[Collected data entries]
= Beginning of Section =

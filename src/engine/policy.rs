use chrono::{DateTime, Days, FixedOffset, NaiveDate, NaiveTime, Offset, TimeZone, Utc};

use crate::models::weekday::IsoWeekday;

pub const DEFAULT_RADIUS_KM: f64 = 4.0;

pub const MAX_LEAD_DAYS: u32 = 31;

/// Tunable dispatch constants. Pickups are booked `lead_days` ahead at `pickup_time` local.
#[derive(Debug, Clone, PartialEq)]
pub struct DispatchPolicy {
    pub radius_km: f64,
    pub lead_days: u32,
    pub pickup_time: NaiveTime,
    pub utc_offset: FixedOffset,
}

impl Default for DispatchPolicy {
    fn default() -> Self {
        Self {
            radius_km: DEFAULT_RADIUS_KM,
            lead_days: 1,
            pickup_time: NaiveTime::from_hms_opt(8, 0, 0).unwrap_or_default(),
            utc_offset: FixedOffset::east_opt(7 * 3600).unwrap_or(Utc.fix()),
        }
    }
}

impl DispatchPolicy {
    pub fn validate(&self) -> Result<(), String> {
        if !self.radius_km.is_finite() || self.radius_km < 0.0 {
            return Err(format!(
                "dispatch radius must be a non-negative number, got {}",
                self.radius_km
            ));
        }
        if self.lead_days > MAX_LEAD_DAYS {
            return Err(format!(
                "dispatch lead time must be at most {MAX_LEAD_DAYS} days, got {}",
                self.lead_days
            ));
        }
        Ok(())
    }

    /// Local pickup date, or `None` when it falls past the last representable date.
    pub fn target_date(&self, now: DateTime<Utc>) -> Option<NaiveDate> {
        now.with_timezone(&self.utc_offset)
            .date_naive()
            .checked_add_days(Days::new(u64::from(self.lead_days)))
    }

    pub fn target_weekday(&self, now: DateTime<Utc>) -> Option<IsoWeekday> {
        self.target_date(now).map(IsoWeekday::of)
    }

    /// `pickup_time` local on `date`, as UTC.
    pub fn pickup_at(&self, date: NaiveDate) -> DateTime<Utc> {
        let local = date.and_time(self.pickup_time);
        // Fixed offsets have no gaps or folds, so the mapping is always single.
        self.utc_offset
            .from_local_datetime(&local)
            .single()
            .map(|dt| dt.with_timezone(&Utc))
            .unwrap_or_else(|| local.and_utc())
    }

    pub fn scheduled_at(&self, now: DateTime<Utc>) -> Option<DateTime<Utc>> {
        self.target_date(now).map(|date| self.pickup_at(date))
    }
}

= End of Section =
= Beginning of Section =

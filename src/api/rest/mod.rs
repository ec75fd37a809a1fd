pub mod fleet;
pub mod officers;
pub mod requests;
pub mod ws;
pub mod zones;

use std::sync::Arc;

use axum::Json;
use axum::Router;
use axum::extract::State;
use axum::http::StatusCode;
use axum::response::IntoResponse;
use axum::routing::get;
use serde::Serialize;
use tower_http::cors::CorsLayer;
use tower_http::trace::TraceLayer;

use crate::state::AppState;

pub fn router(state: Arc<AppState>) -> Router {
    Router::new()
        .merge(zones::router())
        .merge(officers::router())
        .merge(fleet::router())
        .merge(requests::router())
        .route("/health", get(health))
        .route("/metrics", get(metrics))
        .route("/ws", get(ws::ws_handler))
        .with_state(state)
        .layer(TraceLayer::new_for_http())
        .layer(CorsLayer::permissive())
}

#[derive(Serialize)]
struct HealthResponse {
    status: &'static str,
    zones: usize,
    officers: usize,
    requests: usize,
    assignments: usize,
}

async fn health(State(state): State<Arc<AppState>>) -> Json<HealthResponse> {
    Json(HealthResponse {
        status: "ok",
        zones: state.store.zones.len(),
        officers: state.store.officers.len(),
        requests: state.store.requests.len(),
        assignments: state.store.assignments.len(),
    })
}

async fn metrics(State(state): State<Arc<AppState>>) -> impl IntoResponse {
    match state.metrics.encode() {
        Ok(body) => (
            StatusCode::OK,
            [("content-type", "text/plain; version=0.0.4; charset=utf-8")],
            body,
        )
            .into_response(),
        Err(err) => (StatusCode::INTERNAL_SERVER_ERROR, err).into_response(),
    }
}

= End of Section =

Work to be completed: Which of the lines above carry the string "crate"? Copy every one.

Response to the task:
use crate::models::weekday::IsoWeekday;
use crate::state::AppState;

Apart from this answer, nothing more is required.